In a recent post, I wrote about how the Voynich Sagittarius’ pose might be explained by the illustrator choosing to represent him pointing his arrow towards a specific star/nymph, the only one holding her star low. If we follow the layout of star maps, the nymph would be in the right place to represent Antares or another star in Scorpio, low on the ecliptic and facing Sagittarius’ arrow.
There are a few more curious coincidences in the Zodiac section, some of which I will present here.
Dark Taurus: It’s hard to see because of a hole in the page, but one of the nymphs in the inner circle (the only one on the page that is not nude) appears to have an unusually long arm.
When I noticed it, this immediately reminded me of the depictions of Orion that are found in medieval Arabic astronomical illustrations, and later in the Alphonsine manuscripts and their adaptations throughout Europe. Orion is either depicted as having a particularly long “sleeve” (which the Arabic astronomers called al-Kumm) or in some of the Alphonsine versions, as holding some sort of long cloth. This iconographic tradition persisted alongside others, well into the 16th C.
The position of this “nymph” in the composition, facing Taurus, is also identical to the position of Orion relative to Taurus in star charts. Orion is an easy constellation to find in the sky, and it can be used to locate Taurus. Isidore of Seville connects the two: “Orion astrum ante Tauri vestigia fulget“.
It could just be that the artist was trying to avoid the hole (if it was there before the drawing was made) and so made the arm longer to make room for the star. It seems to me that the hole was there before the drawing, but got larger and more frayed around the edges over time.
But in that case, why not shift the entire composition so that the hole wasn’t in the way, like he did on the reverse side (f72v1)? There would have been ample room to do that. It could be that he drew her there, in spite of the hole, to ensure that Orion was placed before the hooves of Taurus, as per Isidore’s description.
Dark Aries is another folio which features interesting coincidences.
The nymph directly above Aries’ head is depicted inside a barrel which is decorated with an angular pattern, which forms a triangle. The placement of this triangle shape right above Aries reflects the way the constellations of Aries and the Triangle are laid out on star charts and in medieval astronomy books. Aratus wrote that when the moon was bright, Aries could be located in sky the by finding the Triangle first, and in spite of Hipparchus’ objection that the stars of Aries are actually brighter than those in Triangulum, the idea that Triangulum was a signifier of Aries, also found in Hyginus, was repeated throughout medieval manuscripts. The phrase “Aries infra Deltoton“, was copied over and over (and sometimes rather miscopied, see Lippincott, 2006, p.21), and in the Voynich manuscript, we do indeed find Aries infra Deltoton: under a triangle.

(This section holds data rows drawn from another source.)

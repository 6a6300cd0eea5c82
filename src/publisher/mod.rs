//! Outbound event fan-out over the messaging transport
//!
//! Two logical channels: link events (one per harvested link, batched) and
//! article events (one per crawl, flushed immediately). The trait exists so
//! tests can swap in [`MemoryPublisher`]; production uses
//! [`NatsEventPublisher`]. Delivery is at-least-once end to end: the
//! publisher never dedups and downstream consumers must tolerate repeats.
//! Failures propagate to the caller as `Err`; they are never swallowed
//! inside this component.

use async_trait::async_trait;
use bytes::Bytes;
use std::time::{Duration, Instant};
use tracing::trace;

use crate::error::PublishError;
use crate::models::{Article, ArticleEvent, LinkEvent};

/// Fan-out of new-edge events and the completed-article event
#[async_trait]
pub trait EventPublisher: Send + Sync {
    /// Emit one [`LinkEvent`] per harvested link, with the crawled page as
    /// the parent. Order of delivery is unspecified.
    async fn publish_links(&self, links: &[String], parent_url: &str) -> Result<(), PublishError>;

    /// Emit the single [`ArticleEvent`] for a completed crawl
    async fn publish_article(
        &self,
        url: &str,
        article: &Article,
        links: &[String],
    ) -> Result<(), PublishError>;
}

/// NATS-backed publisher with count/latency batched link flushing
#[derive(Clone)]
pub struct NatsEventPublisher {
    client: async_nats::Client,
    link_subject: String,
    article_subject: String,

    /// Flush after this many buffered link messages
    batch_max_messages: usize,

    /// Flush when a batch has been open this long
    batch_max_latency: Duration,
}

impl NatsEventPublisher {
    /// Create a publisher over an established NATS connection
    #[must_use]
    pub fn new(
        client: async_nats::Client,
        link_subject: String,
        article_subject: String,
        batch_max_messages: usize,
        batch_max_latency: Duration,
    ) -> Self {
        Self {
            client,
            link_subject,
            article_subject,
            batch_max_messages,
            batch_max_latency,
        }
    }

    async fn flush(&self) -> Result<(), PublishError> {
        self.client
            .flush()
            .await
            .map_err(|e| PublishError::Transport(e.to_string()))
    }
}

#[async_trait]
impl EventPublisher for NatsEventPublisher {
    async fn publish_links(&self, links: &[String], parent_url: &str) -> Result<(), PublishError> {
        let mut batched = 0_usize;
        let mut batch_started = Instant::now();

        for link in links {
            let event = LinkEvent {
                to: link.clone(),
                from: parent_url.to_string(),
            };
            let payload = Bytes::from(serde_json::to_vec(&event)?);
            self.client
                .publish(self.link_subject.clone(), payload)
                .await?;
            batched += 1;

            // Amortize the flush: only force the buffer out when the batch
            // is full or has been open past the latency window.
            if batched >= self.batch_max_messages || batch_started.elapsed() >= self.batch_max_latency
            {
                self.flush().await?;
                trace!(count = batched, "Flushed link event batch");
                batched = 0;
                batch_started = Instant::now();
            }
        }

        if batched > 0 {
            self.flush().await?;
            trace!(count = batched, "Flushed final link event batch");
        }

        Ok(())
    }

    async fn publish_article(
        &self,
        url: &str,
        article: &Article,
        links: &[String],
    ) -> Result<(), PublishError> {
        let event = ArticleEvent {
            url: url.to_string(),
            article: article.clone(),
            links: links.to_vec(),
        };
        let payload = Bytes::from(serde_json::to_vec(&event)?);
        self.client
            .publish(self.article_subject.clone(), payload)
            .await?;
        self.flush().await
    }
}

/// In-memory publisher for tests
///
/// Records every event and can simulate failure on either channel.
#[derive(Default)]
pub struct MemoryPublisher {
    link_events: std::sync::RwLock<Vec<LinkEvent>>,
    article_events: std::sync::RwLock<Vec<ArticleEvent>>,
    fail_links: std::sync::atomic::AtomicBool,
    fail_articles: std::sync::atomic::AtomicBool,
}

impl MemoryPublisher {
    /// Create an empty publisher
    pub fn new() -> Self {
        Self::default()
    }

    /// Make subsequent link publishes fail
    pub fn fail_links(&self) {
        self.fail_links
            .store(true, std::sync::atomic::Ordering::SeqCst);
    }

    /// Make subsequent article publishes fail
    pub fn fail_articles(&self) {
        self.fail_articles
            .store(true, std::sync::atomic::Ordering::SeqCst);
    }

    /// Snapshot of published link events
    pub fn link_events(&self) -> Vec<LinkEvent> {
        self.link_events.read().unwrap().clone()
    }

    /// Snapshot of published article events
    pub fn article_events(&self) -> Vec<ArticleEvent> {
        self.article_events.read().unwrap().clone()
    }
}

#[async_trait]
impl EventPublisher for MemoryPublisher {
    async fn publish_links(&self, links: &[String], parent_url: &str) -> Result<(), PublishError> {
        if self.fail_links.load(std::sync::atomic::Ordering::SeqCst) {
            return Err(PublishError::Transport(
                "simulated link publish failure".to_string(),
            ));
        }
        let mut events = self.link_events.write().unwrap();
        for link in links {
            events.push(LinkEvent {
                to: link.clone(),
                from: parent_url.to_string(),
            });
        }
        Ok(())
    }

    async fn publish_article(
        &self,
        url: &str,
        article: &Article,
        links: &[String],
    ) -> Result<(), PublishError> {
        if self.fail_articles.load(std::sync::atomic::Ordering::SeqCst) {
            return Err(PublishError::Transport(
                "simulated article publish failure".to_string(),
            ));
        }
        self.article_events.write().unwrap().push(ArticleEvent {
            url: url.to_string(),
            article: article.clone(),
            links: links.to_vec(),
        });
        Ok(())
    }
}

The placement of a tub decorated with triangular forms above the head of Aries may well be a complete coincidence. It could also be that the illustrator, while decorating the tubs with random patterns, reached the one above the head of Aries and decided that a triangular design would be fitting for this one due the astronomical tradition of depicting Aries infra Deltoton. But it might just be also, that the nymph in that tub is meant to actually represent the constellation Triangulum, or one of its stars.
In many manuscripts, we find Triangulum in between the constellations of Aries and Pisces, mirroring the layout in the sky. Interestingly, in the Voynich a triangle pattern is also found on another barrel, near the bottom fish on the Pisces page (see above, flipped upwards for viewing convenience). The fact that the triangle motif is found on both of these pages, near the constellations that Triangulum actually neighbors in the sky, is something I found noteworthy.
Although I was hesitant to add this one, here’s another coincidence about the Dark Aries page. Right next to the posited “Triangulum”, there is another figure which looks distinctly male, wearing a cap. The tail to his star is unique: it is striped, and almost like a cape or scarf, it extends from behind his neck rather than being held. In the sky, right next to Triangulum, we find the constellation Perseus, often depicted nude except for a cap and a cape extending behind his neck.
That is as far as I’m going to go with this, although there are actually a few more such examples. A couple of coincidences is far from enough to make a statement about the way the whole Zodiac section works, and I don’t want to be guided by a theory, only to end up desperately stretching and twisting things to get every nymph or tub in this section to “fit” a constellation, so for now I’ll simply say that these are remarkable coincidences.
Additionally, even if these are intentional, it does not mean they necessarily form part of a system, or relate to the text. The illustrator could have added these touches as a reflection of his astronomical knowledge, spicing up otherwise repetitive work, and they may not be relevant to the overall meaning of the illustrations.
The examples discussed in this post struck me as worthy of presenting, but I can’t be sure that any of them are significant, and so far I have not found any consistent system throughout the whole zodiac section that would confirm these interpretations. The fact that the iconographic program is simplified after the first few pages of the Zodiac section would suggest a lack of such consistency throughout the section anyway.